Combining the four subgroups
(based additionally on progesterone receptor status and human
epidermal growth factor receptor 2 [HER-2] status) of 483 patients
with estrogen receptor–negative breast cancer, the 3-year
progression-free survival is similarly 63% and overall survival
is 74%.
1 These combined group results are comparable with the
5-year progression-free survival of 63% and overall survival
of 68% in 327 patients with estrogen receptor–negative
breast cancer updated by Citron et al
2 in the adjuvant setting
(possibly smaller tumors, but longer time outcome) using the
standard once-every-3-weeks doxorubicin, cyclophosphamide, and
paclitaxel.
In the comparator arm, the 5-year progression-free
survival improved statistically significantly to 70% and overall
survival to 75% in 336 patients with estrogen receptor–negative
(includes triple-negative subset) breast cancer with use of
dose-dense (once every 2 weeks) administration of doxorubicin,
cyclophosphamide, and paclitaxel—a third generation regimen
(23% hazard reduction).
2
Another trial showed an estimated 5-year
event-free survival of 71% in the triple-negative cohort treated
with two cycles of dose-dense epirubicin and cyclophosphamide
followed by high-dose cyclophosphamide, thiotepa, and epirubicin
chemotherapy compared with only 26% in the four cycles of dose-dense
epirubicin and cyclophosphamide followed by dose-dense cyclophosphamide,
methotrexate, and flurouracil arm, but the poor survival in
comparator arm suggest that
rapid cycling to an alternate effective regimen may be the underlying mechanism of superiority of dose-dense and dose-intensified regimen.
3
Similarly, weekly paclitaxel
significantly improved the 5-year progression-free hazard rate
by 40% in hormone receptor–negative (including triple-negative
subset) breast cancer and 20% in hormone receptor–positive
subsets compared with these subsets treated with once-every-3-weeks
scheduling.
4
A parallel phase III neoadjuvant study demonstrated
a
pathologic complete response of 43% with denser doxorubicin (weekly) and cyclophosphamide (continuous) compared with 26% with once-every-3-weeks doxorubicin and cyclophosphamide, both
arms receiving weekly paclitaxel in locally advanced breast
cancer, suggesting an additive benefit of denser administration
doxorubicin and cyclophosphamide, in addition to the denser
administration of paclitaxel.
5 Taken together, studies show benefit of accelerated schedules (weekly or once every 2 weeks) of doxorubicin, cyclophosphamide, and paclitaxel.

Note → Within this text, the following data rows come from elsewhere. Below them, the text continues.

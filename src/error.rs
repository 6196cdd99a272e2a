//! Error types in symclust
//!

use thiserror::Error;

pub type Result<T> = std::result::Result<T, Error>;

#[derive(Error, Debug)]
pub enum Error {
    #[error("dimension mismatch: expected {expected}, got {actual}")]
    DimensionMismatch { expected: usize, actual: usize },
    #[error("expected one label per observation: {observations} observations, {labels} labels")]
    LabelCount { observations: usize, labels: usize },
    #[error("not enough samples")]
    NotEnoughSamples,
    #[error(transparent)]
    KMeans(#[from] crate::k_means::KMeansError),
    #[error(transparent)]
    SymNmf(#[from] crate::sym_nmf::SymNmfError),
    #[error(transparent)]
    Similarity(#[from] crate::similarity::SimilarityError),
}
use ndarray::{s, Array2, ArrayView2, Axis};
use ndarray_rand::rand;
use ndarray_rand::rand::Rng;

use crate::Float;

/// Specifies centroid initialization for [`KMeans`](crate::KMeans).
#[derive(Clone, Debug, PartialEq)]
pub enum KMeansInit<F: Float> {
    /// Use the first `n_clusters` observations, in input order. Fully
    /// deterministic; this is the default.
    FirstK,
    /// Pick `n_clusters` distinct observations at random
    Random,
    /// Use the provided centroid matrix of shape `(n_clusters, n_features)`
    Precomputed(Array2<F>),
}

impl<F: Float> KMeansInit<F> {
    /// Runs the chosen initialization routine. `n_clusters <= n_samples`
    /// has already been validated by the caller.
    pub(crate) fn run(
        &self,
        n_clusters: usize,
        observations: &ArrayView2<F>,
        rng: &mut impl Rng,
    ) -> Array2<F> {
        match self {
            Self::FirstK => observations.slice(s![..n_clusters, ..]).to_owned(),
            Self::Random => random_init(n_clusters, observations, rng),
            Self::Precomputed(centroids) => centroids.clone(),
        }
    }
}

fn random_init<F: Float>(
    n_clusters: usize,
    observations: &ArrayView2<F>,
    rng: &mut impl Rng,
) -> Array2<F> {
    let (n_samples, _) = observations.dim();
    let indices = rand::seq::index::sample(rng, n_samples, n_clusters).into_vec();
    observations.select(Axis(0), &indices)
}
//! Authoritative simulation core for a multiplayer tag arena.
//!
//! One [`WorldState`] per room advances players, the dash ability, the
//! tag-and-slow mechanic, collectible orbs, and player separation at a fixed
//! tick, consuming buffered client intents and emitting one full snapshot per
//! tick. The [`room`] module hosts a world on a dedicated tokio task; the
//! [`client`] module smooths discrete snapshots into continuous rendered
//! motion on the receiving side.
//!
//! Transport, matchmaking, and rendering are the host's concern: it feeds
//! join/leave events and raw intents in, and forwards snapshots out.

pub mod client;
pub mod config;
pub mod game;
pub mod room;

pub use client::{ClientPredictor, InterpolatedEntity};
pub use config::{ConfigError, WorldConfig};
pub use game::intent::InputIntent;
pub use game::snapshot::{OrbSnapshot, PlayerSnapshot, WorldSnapshot};
pub use game::world::WorldState;
pub use room::{GameRoom, RoomError, RoomHandle, RoomRegistry};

Importantly,
comparing across trials, weekly paclitaxel achieves a higher
hazard rate reduction than once-every-2-weeks paclitaxel when
both accelerated schedules are compared to once-every-3-weeks
paclitaxel.
2,4
Of note, Liedtke et al
1 show that 22% of patients who achieved
pathologic complete response had an overall survival of 94%,
and 78% of patients who did not achieve a pathologic complete
response had a 68% overall survival—a 26% difference.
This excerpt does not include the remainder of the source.